Mit einem klaren Kontrastprogramm zur schwarz-gelben Koalition will Peer Steinbrück im Herbst 2013 für die SPD das Kanzleramt in Berlin zurückerobern. Der ehemalige deutsche Finanzminister wurde am Sonntag mit grosser Mehrheit zum Herausforderer von Bundeskanzlerin Angela Merkel (CDU) gewählt.
Auf einem Sonderparteitag in Hannover erhielt der 65-Jährige 93,5 Prozent der Stimmen. In seiner fast zweistündigen Rede legte er sich auf ein Bündnis mit den Grünen fest. Die knapp 600 Delegierten dankten mit mehr als zehnminütigem Applaus.
„Wir statt ich“
Steinbrück kündigte an, die soziale Gerechtigkeit zum zentralen Wahlkampfthema zu machen. „Deutschland braucht wieder mehr Wir und weniger Ich“, sagte der jetzt auch offizielle sozialdemokratische Kanzlerkandidat. „Es ist Zeit für einen Wechsel.“
Dabei stehe er selbst für die Wiederauflage einer grossen Koalition „nicht zur Verfügung“. Er wolle einen „ganzen Regierungswechsel“ und keinen halben. Steinbrück war von 2005 bis 2009 unter Merkel Finanzminister. Die nächste Bundestagswahl findet voraussichtlich Ende September 2013 statt.
Selbstkritische Töne
In Hannover ging Steinbrück auch auf die Kritik an seinen gut bezahlten Reden ein. An die Adresse seiner Partei sagte er: „Meine Vortragshonorare waren Wackersteine, die ich in meinem Gepäck habe und leider auch Euch auf die Schultern gelegt habe.“
Neben Kritik habe er aber auch „viel Solidarität“ erfahren. Zu Beginn wurde seine Rede durch ein Plakat „Genug Kohle gescheffelt“ gestört, das Greenpeace-Mitglieder in die Höhe hielten.
„Neues Gleichgewicht“
Steinbrück versprach eine klare programmatische Alternative zum Bündnis aus Union und FDP. Gebraucht werde ein „neues Gleichgewicht“ in Deutschland und Europa.
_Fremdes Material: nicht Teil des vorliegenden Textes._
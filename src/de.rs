//! Reading binary NBT into [`Value`] trees.
//!
//! The [`Deserializer`] only requires `Read` on its input and consumes it
//! strictly in order, so it can sit directly on top of a
//! [`Decompressor`][`crate::compress::Decompressor`] or a socket. It does not
//! buffer; wrap unbuffered readers in a `BufReader`.
//!
//! ```
//! use nbtcodec::{de::read_value, ReadOptions, Schema, Value};
//!
//! let input = [
//!     10, 0, 0,                   // compound, empty name
//!     2, 0, 2, b'h', b'p', 0, 20, // short "hp" = 20
//!     0,                          // end
//! ];
//!
//! let (name, root) = read_value(&input[..], &Schema::Any, &ReadOptions::default()).unwrap();
//! assert_eq!(name, "");
//! assert_eq!(root.as_compound().unwrap()["hp"], Value::Short(20));
//! ```
use std::io::Read;

use byteorder::{BigEndian, ReadBytesExt};

use crate::error::{Error, ErrorKind, Result};
use crate::schema::ANY;
use crate::{Compound, List, Limits, ReadOptions, Schema, Tag, Value};

// Lists can declare up to i32::MAX elements before a single one has been
// read, so only trust the count this far.
const MAX_LIST_PREALLOC: usize = 1024;

/// Reads one NBT document from a reader.
pub struct Deserializer<R: Read> {
    reader: R,
    limits: Limits,
    allow_fragments: bool,
    budget: usize,
    depth: usize,
}

impl<R: Read> Deserializer<R> {
    pub fn new(reader: R, options: &ReadOptions) -> Self {
        Self {
            reader,
            limits: options.limits,
            allow_fragments: options.allow_fragments,
            budget: options.limits.max_bytes,
            depth: 0,
        }
    }

    /// Gets a mutable reference to the underlying reader.
    pub fn get_mut(&mut self) -> &mut R {
        &mut self.reader
    }

    /// Consumes this deserializer, returning the underlying reader.
    pub fn into_inner(self) -> R {
        self.reader
    }

    /// Read the root tag and its name. The root must be a compound unless
    /// fragments are allowed. Numbers are converted to the widths `schema`
    /// pins, and any structural disagreement with it is an error.
    pub fn read_root(&mut self, schema: &Schema) -> Result<(String, Value)> {
        let tag = self.read_tag()?;
        match tag {
            Tag::End => {
                return Err(Error::new(
                    ErrorKind::UnknownTag,
                    "invalid nbt: document starts with an end tag",
                ))
            }
            Tag::Compound => {}
            other if !self.allow_fragments => {
                return Err(Error::wrong_type(Tag::Compound, other));
            }
            _ => {}
        }

        schema.accepts(tag)?;
        let name = self.read_size_prefixed_string()?;
        let value = self.read_payload(tag, schema)?;
        Ok((name, value))
    }

    fn read_tag(&mut self) -> Result<Tag> {
        let tag = self.reader.read_u8().map_err(Error::read)?;
        Tag::try_from(tag).map_err(|_| Error::invalid_tag(tag))
    }

    fn read_payload(&mut self, tag: Tag, schema: &Schema) -> Result<Value> {
        let value = match tag {
            Tag::End => return Err(Error::invalid_tag(0)),
            Tag::Byte => Value::Byte(self.reader.read_i8().map_err(Error::read)?),
            Tag::Short => Value::Short(self.reader.read_i16::<BigEndian>().map_err(Error::read)?),
            Tag::Int => Value::Int(self.reader.read_i32::<BigEndian>().map_err(Error::read)?),
            Tag::Long => Value::Long(self.reader.read_i64::<BigEndian>().map_err(Error::read)?),
            Tag::Float => Value::Float(self.reader.read_f32::<BigEndian>().map_err(Error::read)?),
            Tag::Double => {
                Value::Double(self.reader.read_f64::<BigEndian>().map_err(Error::read)?)
            }
            Tag::ByteArray => {
                let len = self.read_len()?;
                Value::ByteArray(self.read_bytes(len)?)
            }
            Tag::String => Value::String(self.read_size_prefixed_string()?),
            Tag::List => Value::List(self.read_list(schema)?),
            Tag::Compound => Value::Compound(self.read_compound(schema)?),
            Tag::IntArray => {
                let len = self.read_len()?;
                let size = len
                    .checked_mul(4)
                    .ok_or_else(|| Error::too_large("int array too large"))?;
                let bytes = self.read_bytes(size)?;
                Value::IntArray(
                    bytes
                        .chunks_exact(4)
                        .map(|c| i32::from_be_bytes([c[0], c[1], c[2], c[3]]))
                        .collect(),
                )
            }
        };

        // A number that does not fit the pinned width keeps its wire width.
        match schema.tag() {
            Some(target) if tag.is_numeric() && target != tag => {
                Ok(value.cast(target).unwrap_or(value))
            }
            _ => Ok(value),
        }
    }

    fn read_compound(&mut self, schema: &Schema) -> Result<Compound> {
        self.enter()?;

        let mut compound = Compound::new();
        loop {
            let tag = self.read_tag()?;
            if tag == Tag::End {
                break;
            }

            let name = self.read_size_prefixed_string()?;
            let child = schema.child(&name);
            let value = child
                .accepts(tag)
                .and_then(|_| self.read_payload(tag, child))
                .map_err(|e| Error::new(e.kind(), format!("{}: {}", name, e)))?;

            compound.insert(name, value);
        }

        self.depth -= 1;
        Ok(compound)
    }

    fn read_list(&mut self, schema: &Schema) -> Result<List> {
        self.enter()?;

        let element = self.read_tag()?;
        let len = self.read_len()?;
        let element_schema = schema.element();

        if element == Tag::End {
            if len > 0 {
                return Err(Error::new(
                    ErrorKind::UnknownTag,
                    format!("invalid nbt: list of {} end tags", len),
                ));
            }
            self.depth -= 1;
            return Ok(List::new(element_schema.tag().unwrap_or(Tag::End)));
        }

        element_schema.accepts(element)?;

        // Numbers are read at the wire width and the whole list is recast
        // afterwards, so a list is either converted entirely or not at all.
        let target = element_schema.tag().filter(|t| element.is_numeric() && *t != element);
        let payload_schema = if target.is_some() {
            &ANY
        } else {
            element_schema
        };

        let mut list = List::with_capacity(element, len.min(MAX_LIST_PREALLOC));
        for _ in 0..len {
            let value = self.read_payload(element, payload_schema)?;
            list.push(value)?;
        }

        self.depth -= 1;
        Ok(match target {
            Some(target) => list.cast(target).unwrap_or(list),
            None => list,
        })
    }

    fn read_len(&mut self) -> Result<usize> {
        let len = self.reader.read_i32::<BigEndian>().map_err(Error::read)?;
        usize::try_from(len)
            .map_err(|_| Error::new(ErrorKind::Read, format!("invalid nbt: negative length {}", len)))
    }

    fn read_size_prefixed_string(&mut self) -> Result<String> {
        let len = self.reader.read_u16::<BigEndian>().map_err(Error::read)? as usize;
        let buf = self.read_bytes(len)?;

        String::from_utf8(buf).map_err(|e| Error::nonunicode_string(e.as_bytes()))
    }

    fn read_bytes(&mut self, len: usize) -> Result<Vec<u8>> {
        self.charge(len)?;

        let mut buf = Vec::new();
        buf.try_reserve_exact(len)?;
        let read = self
            .reader
            .by_ref()
            .take(len as u64)
            .read_to_end(&mut buf)
            .map_err(Error::read)?;

        if read < len {
            return Err(Error::unexpected_eof());
        }
        Ok(buf)
    }

    fn charge(&mut self, len: usize) -> Result<()> {
        if len > self.budget {
            return Err(Error::too_large(format!(
                "object of {} bytes exceeds the limit of {} bytes",
                len, self.limits.max_bytes
            )));
        }
        self.budget -= len;
        Ok(())
    }

    fn enter(&mut self) -> Result<()> {
        self.depth += 1;
        if self.depth > self.limits.max_depth {
            return Err(Error::too_large(format!(
                "nesting exceeds the limit of {}",
                self.limits.max_depth
            )));
        }
        Ok(())
    }
}

/// Read a document from `reader`, returning the root name and value.
pub fn read_value<R: Read>(
    reader: R,
    schema: &Schema,
    options: &ReadOptions,
) -> Result<(String, Value)> {
    Deserializer::new(reader, options).read_root(schema)
}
Als Beispiele für eine andere Politik nannte Steinbrück einen flächendeckenden Mindestlohn, verbindliche Frauenquoten, die steuerliche Gleichstellung von gleichgeschlechtlichen Lebensgemeinschaften mit der Ehe sowie eine bessere Vereinbarkeit von Beruf und Familie. Das geplante Betreuungsgeld werde die SPD zurücknehmen.
Steinbrück liegt hinten
Steinbrück liegt derzeit in allen Umfragen deutlich hinter Merkel. Nach einer aktuellen Emnid-Umfrage der „Bild am Sonntag“ konnte auch die Union ihren Vorsprung gegenüber der SPD auf 40 zu 28 Prozent ausbauen. Die Grünen liegen derzeit bei 14 Prozent, die Linkspartei käme auf sieben Prozent.
Dagegen würden FDP (4 Prozent) und Piratenpartei (3 Prozent) an der Fünf-Prozent-Hürde scheitern. Damit könnte es weder ein schwarz-gelbes Bündnis geben noch hätte Rot-Grün eine Mehrheit.